Abstract

Human interactions with the critical zone through land use can alter soil phosphorus (P) cycling and distribution. These P changes occur through both time and space as P is taken up by plants, and as added P fertilizer is translocated downslopes and throughout the soil profile by erosion and leaching. In the southeastern US Piedmont, one hundred years of forest clearing and farming that included P fertilization caused severe surface erosion prior to reforestation. Previous research has demonstrated elevated surface soil P in farmed ridge tops even after 70 years of reforestation, but little data exists on P redistribution downslope of down profile during these 70 years. Based on this history of land uses, the objective of this study is to investigate the effect of different land use on P losses over time. Combined with multiple years of current site data on soils, soil solutions, and stream waters, we use the soil and water assessment tool (SWAT) to simulate different land use trajectories (Mature deciduous forest, upland agriculture and lowland forest, farmland, afforestation, and mixed-forest) to assess the land use effects on P movement.

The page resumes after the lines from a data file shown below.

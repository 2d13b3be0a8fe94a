//! Lint for type, variant and referenced type naming conventions.

use taggen_core::{is_pascal_case, to_pascal_case};
use taggen_schema::{FunctionInfo, TypeDefinition};

use super::super::Lint;
use crate::pipeline::Diagnostic;

/// Warns about type, variant and referenced type names that aren't
/// PascalCase.
///
/// Generated constructors are called like classes (`Coord(1, 2)`,
/// `Shape.Square(...)`), and the barrel file finds modules by the kebab-case
/// form of the type name.
pub struct TypeNamingLint;

impl Lint for TypeNamingLint {
    fn name(&self) -> &'static str {
        "type-naming"
    }

    fn check(
        &self,
        definition: &TypeDefinition,
        _functions: &[FunctionInfo],
        diagnostics: &mut Vec<Diagnostic>,
    ) {
        let type_name = definition.name();
        check_name("type", type_name, type_name.to_string(), diagnostics);

        if let TypeDefinition::TaggedSum { variants, .. } = definition {
            for variant in variants.keys() {
                let location = format!("{}.variants.{}", type_name, variant);
                check_name("variant", variant, location, diagnostics);
            }
        }

        let is_sum = matches!(definition, TypeDefinition::TaggedSum { .. });
        for (owner, fields) in definition.field_maps() {
            for (field, field_type) in fields {
                let Some(referenced) = field_type.kind.referenced_type() else {
                    continue;
                };
                let location = if is_sum {
                    format!("{}.variants.{}.{}", type_name, owner, field)
                } else {
                    format!("{}.fields.{}", owner, field)
                };
                check_name("referenced type", referenced, location, diagnostics);
            }
        }
    }
}

fn check_name(kind: &str, name: &str, location: String, diagnostics: &mut Vec<Diagnostic>) {
    if is_pascal_case(name) {
        return;
    }
    diagnostics.push(
        Diagnostic::warning(
            "validate",
            format!(
                "{} name '{}' should be PascalCase (e.g., '{}')",
                kind,
                name,
                to_pascal_case(name)
            ),
        )
        .at(location),
    );
}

SWAT is calibrated and validated for two small watersheds in the Calhoun Critical Zone Observatory in South Carolina, USA. This validated model is used for simulating the effect of different land uses on P movement to surface water and vertical re-distribution into soil. We expected that P movement in watersheds during long-term farming and fertilizing is higher relative to other land use structures, but that P loss continues over decades. Results indicates the annually total P loss in farmland was six times greater than forest land cover (0.6 kg ha-1); even though, the P fractions enriched when watershed was under cultivation. This study demonstrated how historical land use impact on soil P over time.

Citation

Foroughi, Maryam, John Mallard, Daniel Markewitz (2019): Modeling Phosphorus Losses and Distribution in Different Land Uses over Time. ASA-CSSA-SSSA International Annual Meeting, 10-13 Nov. 2019, San Antonio, Texas.

This Paper/Book acknowledges NSF CZO grant support.